| ABOUT THIS TASK |
Begin with the first line of the listing and quote every line through the one containing "pub trait FairPriceSource: Send"; give only those lines.
#####
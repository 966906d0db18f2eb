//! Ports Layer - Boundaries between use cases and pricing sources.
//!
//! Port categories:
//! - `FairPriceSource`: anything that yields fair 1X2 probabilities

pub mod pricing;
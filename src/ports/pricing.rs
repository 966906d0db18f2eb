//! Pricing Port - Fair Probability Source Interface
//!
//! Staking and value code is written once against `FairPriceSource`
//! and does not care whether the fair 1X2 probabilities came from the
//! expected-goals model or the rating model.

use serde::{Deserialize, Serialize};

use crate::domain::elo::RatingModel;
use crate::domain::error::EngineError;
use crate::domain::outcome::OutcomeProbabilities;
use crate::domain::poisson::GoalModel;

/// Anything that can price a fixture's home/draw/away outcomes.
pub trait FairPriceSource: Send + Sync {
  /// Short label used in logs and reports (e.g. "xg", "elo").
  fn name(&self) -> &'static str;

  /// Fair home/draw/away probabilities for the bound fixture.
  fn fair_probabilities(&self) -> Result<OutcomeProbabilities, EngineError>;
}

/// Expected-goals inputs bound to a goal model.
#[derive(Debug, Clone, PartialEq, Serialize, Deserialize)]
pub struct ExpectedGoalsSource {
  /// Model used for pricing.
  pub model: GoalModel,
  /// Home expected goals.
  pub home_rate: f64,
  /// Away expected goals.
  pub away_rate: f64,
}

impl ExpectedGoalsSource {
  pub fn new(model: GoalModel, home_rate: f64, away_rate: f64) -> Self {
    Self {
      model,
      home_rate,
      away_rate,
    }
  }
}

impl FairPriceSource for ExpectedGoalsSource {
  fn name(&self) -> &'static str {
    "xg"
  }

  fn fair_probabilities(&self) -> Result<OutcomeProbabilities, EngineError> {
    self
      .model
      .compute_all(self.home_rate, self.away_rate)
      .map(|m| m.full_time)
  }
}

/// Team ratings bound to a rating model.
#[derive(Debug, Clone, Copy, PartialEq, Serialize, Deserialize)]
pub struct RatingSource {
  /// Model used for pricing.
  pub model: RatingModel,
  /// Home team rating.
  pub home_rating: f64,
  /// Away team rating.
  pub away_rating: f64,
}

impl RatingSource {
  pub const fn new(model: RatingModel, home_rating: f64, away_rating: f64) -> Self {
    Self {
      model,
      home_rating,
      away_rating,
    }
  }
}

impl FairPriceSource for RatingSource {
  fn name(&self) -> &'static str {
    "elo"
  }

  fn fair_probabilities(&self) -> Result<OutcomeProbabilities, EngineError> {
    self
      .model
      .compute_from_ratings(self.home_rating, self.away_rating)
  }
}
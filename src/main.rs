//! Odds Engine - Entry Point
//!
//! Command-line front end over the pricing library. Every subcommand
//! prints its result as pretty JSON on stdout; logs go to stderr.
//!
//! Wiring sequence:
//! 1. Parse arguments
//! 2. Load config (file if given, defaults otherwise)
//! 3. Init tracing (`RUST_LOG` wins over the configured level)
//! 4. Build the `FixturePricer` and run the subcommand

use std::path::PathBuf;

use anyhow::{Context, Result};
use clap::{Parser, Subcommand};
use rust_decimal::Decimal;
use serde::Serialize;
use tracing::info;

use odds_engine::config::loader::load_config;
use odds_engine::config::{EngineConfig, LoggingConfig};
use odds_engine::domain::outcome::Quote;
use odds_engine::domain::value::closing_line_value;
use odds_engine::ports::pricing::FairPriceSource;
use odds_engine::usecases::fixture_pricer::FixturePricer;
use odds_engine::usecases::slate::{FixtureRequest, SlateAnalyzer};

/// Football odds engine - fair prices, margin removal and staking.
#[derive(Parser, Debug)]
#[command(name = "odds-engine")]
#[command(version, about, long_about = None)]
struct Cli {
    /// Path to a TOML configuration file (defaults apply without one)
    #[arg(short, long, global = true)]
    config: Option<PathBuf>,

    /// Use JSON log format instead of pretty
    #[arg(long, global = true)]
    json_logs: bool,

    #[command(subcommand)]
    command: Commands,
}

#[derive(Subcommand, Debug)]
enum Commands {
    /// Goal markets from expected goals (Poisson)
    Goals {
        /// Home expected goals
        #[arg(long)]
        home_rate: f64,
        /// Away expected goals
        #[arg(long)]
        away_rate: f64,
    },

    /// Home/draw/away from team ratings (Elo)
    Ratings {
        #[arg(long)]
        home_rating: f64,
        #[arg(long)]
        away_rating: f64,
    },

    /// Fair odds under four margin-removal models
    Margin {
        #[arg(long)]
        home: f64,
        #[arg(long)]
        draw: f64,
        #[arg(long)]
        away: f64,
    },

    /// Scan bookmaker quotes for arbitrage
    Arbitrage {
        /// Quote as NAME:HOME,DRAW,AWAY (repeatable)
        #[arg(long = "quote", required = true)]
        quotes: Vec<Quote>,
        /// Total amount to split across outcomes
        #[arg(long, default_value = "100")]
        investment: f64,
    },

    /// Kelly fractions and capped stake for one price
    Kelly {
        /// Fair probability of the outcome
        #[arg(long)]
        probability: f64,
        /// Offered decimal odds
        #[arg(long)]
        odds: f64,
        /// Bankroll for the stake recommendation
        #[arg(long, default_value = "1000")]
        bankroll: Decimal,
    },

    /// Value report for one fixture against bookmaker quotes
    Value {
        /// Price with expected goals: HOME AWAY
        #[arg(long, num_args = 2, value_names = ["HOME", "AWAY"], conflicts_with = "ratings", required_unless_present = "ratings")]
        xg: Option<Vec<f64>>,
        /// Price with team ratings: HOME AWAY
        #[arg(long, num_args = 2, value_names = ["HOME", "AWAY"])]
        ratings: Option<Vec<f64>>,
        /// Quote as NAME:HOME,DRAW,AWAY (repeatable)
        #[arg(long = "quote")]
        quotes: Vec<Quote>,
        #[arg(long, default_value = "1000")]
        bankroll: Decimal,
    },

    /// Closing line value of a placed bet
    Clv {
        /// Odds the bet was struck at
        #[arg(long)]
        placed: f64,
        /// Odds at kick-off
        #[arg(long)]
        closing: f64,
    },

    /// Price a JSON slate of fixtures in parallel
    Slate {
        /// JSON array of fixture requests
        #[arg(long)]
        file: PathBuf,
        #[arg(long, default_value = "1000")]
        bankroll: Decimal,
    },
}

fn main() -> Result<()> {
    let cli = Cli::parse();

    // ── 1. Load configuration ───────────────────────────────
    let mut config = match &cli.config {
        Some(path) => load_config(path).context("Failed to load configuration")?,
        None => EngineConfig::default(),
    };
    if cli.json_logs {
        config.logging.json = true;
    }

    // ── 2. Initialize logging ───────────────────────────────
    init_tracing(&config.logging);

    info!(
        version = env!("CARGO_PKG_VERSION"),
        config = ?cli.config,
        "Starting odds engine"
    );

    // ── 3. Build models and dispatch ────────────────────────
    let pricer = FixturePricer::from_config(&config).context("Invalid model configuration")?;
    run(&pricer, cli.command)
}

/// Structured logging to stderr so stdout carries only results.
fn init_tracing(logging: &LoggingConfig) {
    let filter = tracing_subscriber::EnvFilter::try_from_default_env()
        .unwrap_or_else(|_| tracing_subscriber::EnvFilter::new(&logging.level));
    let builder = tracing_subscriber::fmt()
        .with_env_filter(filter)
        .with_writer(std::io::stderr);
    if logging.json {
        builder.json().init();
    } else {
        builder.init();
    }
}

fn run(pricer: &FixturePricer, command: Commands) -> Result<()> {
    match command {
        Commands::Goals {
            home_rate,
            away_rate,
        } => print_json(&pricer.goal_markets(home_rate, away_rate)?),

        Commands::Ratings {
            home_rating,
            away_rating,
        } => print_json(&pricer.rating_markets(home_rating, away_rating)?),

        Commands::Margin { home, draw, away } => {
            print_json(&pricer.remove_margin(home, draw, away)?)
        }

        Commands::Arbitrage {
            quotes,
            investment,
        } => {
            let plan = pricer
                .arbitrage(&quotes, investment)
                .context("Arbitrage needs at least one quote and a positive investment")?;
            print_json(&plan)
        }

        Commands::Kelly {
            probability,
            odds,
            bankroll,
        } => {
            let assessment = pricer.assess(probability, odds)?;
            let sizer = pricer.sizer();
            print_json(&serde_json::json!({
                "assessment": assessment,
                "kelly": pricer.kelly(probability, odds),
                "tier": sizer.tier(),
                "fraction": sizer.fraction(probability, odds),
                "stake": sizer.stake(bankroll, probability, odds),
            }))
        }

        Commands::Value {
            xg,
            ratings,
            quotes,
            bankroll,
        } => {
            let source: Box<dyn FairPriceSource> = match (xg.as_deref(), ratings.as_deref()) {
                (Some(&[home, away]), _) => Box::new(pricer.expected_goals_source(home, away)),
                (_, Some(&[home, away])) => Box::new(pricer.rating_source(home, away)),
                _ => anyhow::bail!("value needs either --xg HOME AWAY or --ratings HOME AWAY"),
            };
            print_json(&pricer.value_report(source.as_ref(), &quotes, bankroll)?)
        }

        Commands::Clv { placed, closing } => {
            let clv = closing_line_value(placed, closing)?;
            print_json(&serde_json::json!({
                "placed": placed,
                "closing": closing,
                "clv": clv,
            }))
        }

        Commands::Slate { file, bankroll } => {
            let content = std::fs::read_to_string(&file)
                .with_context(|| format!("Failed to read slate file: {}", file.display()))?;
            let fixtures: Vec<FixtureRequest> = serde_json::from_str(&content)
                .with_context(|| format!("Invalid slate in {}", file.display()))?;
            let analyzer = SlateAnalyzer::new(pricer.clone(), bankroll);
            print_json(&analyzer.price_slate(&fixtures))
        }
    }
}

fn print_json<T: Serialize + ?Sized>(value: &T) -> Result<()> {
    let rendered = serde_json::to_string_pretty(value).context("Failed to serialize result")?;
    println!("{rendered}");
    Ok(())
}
#####
| OUTPUT OF THE TASK |
repository 966906d0db18f2eb
//! Ports Layer - Boundaries between use cases and pricing sources.
//!
//! Port categories:
//! - `FairPriceSource`: anything that yields fair 1X2 probabilities

pub mod pricing;
filename src/ports/pricing.rs
repository 966906d0db18f2eb
//! Pricing Port - Fair Probability Source Interface
//!
//! Staking and value code is written once against `FairPriceSource`
//! and does not care whether the fair 1X2 probabilities came from the
//! expected-goals model or the rating model.

use serde::{Deserialize, Serialize};

use crate::domain::elo::RatingModel;
use crate::domain::error::EngineError;
use crate::domain::outcome::OutcomeProbabilities;
use crate::domain::poisson::GoalModel;

/// Anything that can price a fixture's home/draw/away outcomes.
pub trait FairPriceSource: Send + Sync {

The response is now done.